28 September 2000
SAS Macro CVLR (Cross-Validation for Logistic Regression)
Written by Clint Moore, University of Georgia, Athens
Download Instructions
1. Click on "Obtain Code" link below.
2. Click File, Save As... to start the download
3. Save the file as CVLR.SAS
Obtain
Code
Macro use (values for required parameters displayed in CAPITAL letters)
%cvlr(
data = _NAME_OF_INPUT_DATASET_ ,
xvars = _LIST_OF_INDEPENDENT_VARIABLES_ ,
outcome = _NAME_OF_RESPONSE_VARIABLE_ ,
reps = _number_of_resampling_iterations_ ,
pvalid = _proportion_of_data_in_validation_set_ ,
rndseed = _seed_for_random_number_generator_ ,
out = _output_file_of_results_ ,
weight = _name_of_weighting_variable_ ,
print = _toggle_for_printed_output_ ,
title = _title_for_output_ ,
itermax = _maximum_number_of_solution_iterations_per_model_
)
Introduction
CVLR is a SAS macro for conducting Monte Carlo cross-validation for a given logistic regression model. The macro is written primarily in the SAS IML language, so the SAS/IML product must be installed for this macro to work.
The user provides CVLR a set of data and a model that relates a binary outcome variable to a group of numeric explanatory variables. CVLR then applies resampling methodology to estimate the model's rate of classification accuracy. CVLR is an iterative procedure. In each iteration, the data are randomly split into 2 subsets. The model is fit to the first subset of data and is tested on the other subset. The macro calculates the proportion of observations for which the model prediction agrees with the binary outcome, and a new iteration is started. At the end of the the iterations, the proportions of observations correctly predicted are averaged, and the result is reported as the estimated classification accuracy of the model.
Macro parameters
CVLR has 11 invocation parameters, but the user needs to specify only 3 for the macro to run:
%cvlr(data=trials, xvars=p treatment z2, outcome=survived)
In this example, CVLR will read data found in the SAS dataset trials. The variables p, treatment, and z2 represent continuous or discrete numeric explanatory variables of a logistic regression model. The variable survived represents a 0-1 binary response variable. CVLR then conducts a cross-validation analysis for these data and this model.
The macro will print a single report in the output window. The report summarizes the total number of iterations, the number of iterations for which the model was successfully fit, and the average rate of classification accuracy (and its standard error).

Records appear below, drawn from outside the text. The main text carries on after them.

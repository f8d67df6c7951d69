//! # 后台调度
//!
//! 把批量执行器放到唯一的后台工作线程上运行，界面线程不被阻塞。
//!
//! ## 功能
//! - 同一时刻最多一个批次（重复启动返回 `RunInProgress`）
//! - 工作线程产生的事件经有界通道送回界面线程，由界面线程定时轮询
//! - 运行状态由句柄推导，界面层只读
//!
//! ## 依赖关系
//! - 被 `commands/run.rs` 调用
//! - 使用 `batch/runner.rs` 执行批次
//! - 使用 `crossbeam` 通道

use super::cancel::CancelToken;
use super::listing::ListingMode;
use super::runner::{BatchResult, BatchRunner, RunEvent};
use crate::engine::SilenceRemover;
use crate::error::{DeadAirError, Result};
use crate::models::{JobConfig, RunState};

use crossbeam::channel::{self, Receiver, RecvTimeoutError};
use std::sync::atomic::{AtomicBool, Ordering};
use std::sync::Arc;
use std::thread::{self, JoinHandle};
use std::time::Duration;

/// 默认轮询间隔
pub const DEFAULT_POLL_INTERVAL: Duration = Duration::from_millis(100);

/// 事件队列容量
pub const EVENT_QUEUE_CAPACITY: usize = 256;

/// 批次调度器
pub struct Dispatcher {
    busy: Arc<AtomicBool>,
    capacity: usize,
}

impl Default for Dispatcher {
    fn default() -> Self {
        Self::new(EVENT_QUEUE_CAPACITY)
    }
}

impl Dispatcher {
    pub fn new(capacity: usize) -> Self {
        Self {
            busy: Arc::new(AtomicBool::new(false)),
            capacity: capacity.max(1),
        }
    }

    /// 在后台线程启动批次
    pub fn start<E>(&self, job: JobConfig, engine: E, mode: ListingMode) -> Result<RunHandle>
    where
        E: SilenceRemover + Send + 'static,
    {
        if self
            .busy
            .compare_exchange(false, true, Ordering::SeqCst, Ordering::SeqCst)
            .is_err()
        {
            return Err(DeadAirError::RunInProgress);
        }

        let (tx, rx) = channel::bounded(self.capacity);
        let cancel = CancelToken::new();
        let worker_cancel = cancel.clone();
        let busy = BusyGuard(self.busy.clone());

        let thread = thread::Builder::new()
            .name("deadair-batch".into())
            .spawn(move || {
                log::debug!("Batch worker started for '{}'", job.source_dir.display());
                let runner = BatchRunner::new(engine).listing_mode(mode);
                let result = runner.run(&job, &worker_cancel, |event| {
                    // 接收端已关闭时丢弃事件
                    let _ = tx.send(event);
                });
                if let Err(e) = &result {
                    let _ = tx.send(RunEvent::Aborted {
                        message: e.to_string(),
                    });
                }
                // 先释放占用标记，再发送结束事件
                drop(busy);
                let _ = tx.send(RunEvent::Finished);
                result
            })
            .map_err(DeadAirError::WorkerSpawn)?;

        Ok(RunHandle {
            events: rx,
            cancel,
            thread: Some(thread),
            finished: false,
        })
    }
}

/// 工作线程退出（含 panic）时清除占用标记
struct BusyGuard(Arc<AtomicBool>);

impl Drop for BusyGuard {
    fn drop(&mut self) {
        self.0.store(false, Ordering::SeqCst);
    }
}

/// 运行中批次的句柄
pub struct RunHandle {
    events: Receiver<RunEvent>,
    cancel: CancelToken,
    thread: Option<JoinHandle<Result<BatchResult>>>,
    finished: bool,
}

impl RunHandle {
    /// 取消令牌的克隆（供 Ctrl-C 处理器使用）
    pub fn cancel_token(&self) -> CancelToken {
        self.cancel.clone()
    }

    /// 当前运行状态
    pub fn state(&self) -> RunState {
        if self.finished {
            RunState::Idle
        } else if self.cancel.is_cancelled() {
            RunState::Cancelling
        } else {
            RunState::Running
        }
    }

    /// 工作线程是否已发出结束事件
    pub fn is_finished(&self) -> bool {
        self.finished
    }

    /// 取出待处理事件，最多等待一个轮询间隔
    pub fn poll(&mut self, interval: Duration) -> Vec<RunEvent> {
        let mut drained = Vec::new();
        if self.finished {
            return drained;
        }

        match self.events.recv_timeout(interval) {
            Ok(event) => drained.push(event),
            Err(RecvTimeoutError::Timeout) => return drained,
            Err(RecvTimeoutError::Disconnected) => {
                self.finished = true;
                return drained;
            }
        }
        drained.extend(self.events.try_iter());

        if drained.contains(&RunEvent::Finished) {
            self.finished = true;
        }
        drained
    }

    /// 等待工作线程结束并取回结果（未读事件被丢弃）
    pub fn join(mut self) -> Result<BatchResult> {
        while !self.finished {
            match self.events.recv() {
                Ok(RunEvent::Finished) | Err(_) => self.finished = true,
                Ok(_) => {}
            }
        }

        match self.thread.take() {
            Some(handle) => handle.join().map_err(|_| DeadAirError::WorkerPanicked)?,
            None => Err(DeadAirError::WorkerPanicked),
        }
    }
}
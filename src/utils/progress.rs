//! # 进度条工具
//!
//! 封装 `indicatif` 提供统一的进度条样式。
//!
//! ## 依赖关系
//! - 被 `commands/` 模块使用
//! - 使用 `indicatif` crate

use crate::models::{Progress, RunState};

use indicatif::{ProgressBar, ProgressStyle};

/// 创建批次进度条（长度随目录条目数变化）
pub fn create_progress_bar(len: u64, message: &str) -> ProgressBar {
    let pb = ProgressBar::new(len);
    pb.set_style(
        ProgressStyle::with_template(
            "{spinner:.green} [{elapsed_precise}] [{bar:40.cyan/blue}] {pos}/{len} {msg}",
        )
        .expect("static progress template")
        .progress_chars("#>-"),
    );
    pb.set_message(message.to_string());
    pb
}

/// 创建 spinner（用于不确定进度的任务）
pub fn create_spinner(message: &str) -> ProgressBar {
    let pb = ProgressBar::new_spinner();
    pb.set_style(
        ProgressStyle::with_template("{spinner:.green} {elapsed_precise} {msg}")
            .expect("static spinner template")
            .tick_strings(&["⣾", "⣽", "⣻", "⢿", "⡿", "⣟", "⣯", "⣷"]),
    );
    pb.set_message(message.to_string());
    pb.enable_steady_tick(std::time::Duration::from_millis(100));
    pb
}

/// 把进度对同步到进度条
pub fn apply_progress(pb: &ProgressBar, progress: Progress) {
    if pb.length() != Some(progress.total as u64) {
        pb.set_length(progress.total as u64);
    }
    pb.set_position(progress.current as u64);
}

/// 进度条右侧的状态文字
pub fn state_message(state: RunState, current_file: Option<&str>) -> String {
    match (state, current_file) {
        (RunState::Running, Some(name)) => format!("[{}] {}", state.badge(), name),
        _ => format!("[{}] {}", state.badge(), state.hint()),
    }
}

Values for eight additional parameters may be specified by the user. Three parameters control the design of the resampling process. The first is reps, which specifies the number of cross-validation iterations. Its default value is 20. Ideally, a cross-validation analysis should be based on thousands of iterations, but with a large dataset, it may be best to start experimentally with a few iterations. The second design parameter is pvalid, which specifies the proportion of the dataset to be used as the validation (testing) subset in each iteration. The default value of pvalid is 0.5, which means that half of the data will be used to fit the model and the remaining half will be used to test the model. The third parameter, rndseed, provides a starting seed to the random number generator. The default value is 0, which means that the computer's clock will be used to provide a seed. In this case, a different outcome may be observed over multiple runs for the same problem. Use a non-zero, positive integer seed if it is important that the cross-validation run produces a result that can be repeated later.
By default, CVLR produces only a printed summary and no output dataset, but the output can be saved to a dataset of the user's choice through the out parameter. For example, to write the output to the temporary dataset "cvout", specify out=cvout.
CVLR presumes that 1 record in the input dataset represents 1 real observation. If, however, each record represents several replicated observations, all with the same values of the explanatory variables and outcome variable, and if the number of replicates is provided in an additional variable, say count, then this information can be provided to the CVLR macro through the weight parameter. In this case, specifying weight=count appropriately weights each record by the number of replicate samples. Note that the splitting of the dataset into model-fitting and validation subsets is done strictly on a per-record basis. If each record represents multiple observations, all observations corresponding to a single record will be placed into either the model-fitting or validation subset, depending on the subset assignment of the record. In this case, the subsets may vary in size in terms of real observations between iterations, even though the number of records remains constant. If it is important that data splitting instead be conducted on a per-observation basis, then the user should create a new input dataset in which records represent single observations and run an unweighted analysis in CVLR. Either exclude the weight parameter, or set weight=0 (the default) for an unweighted analysis.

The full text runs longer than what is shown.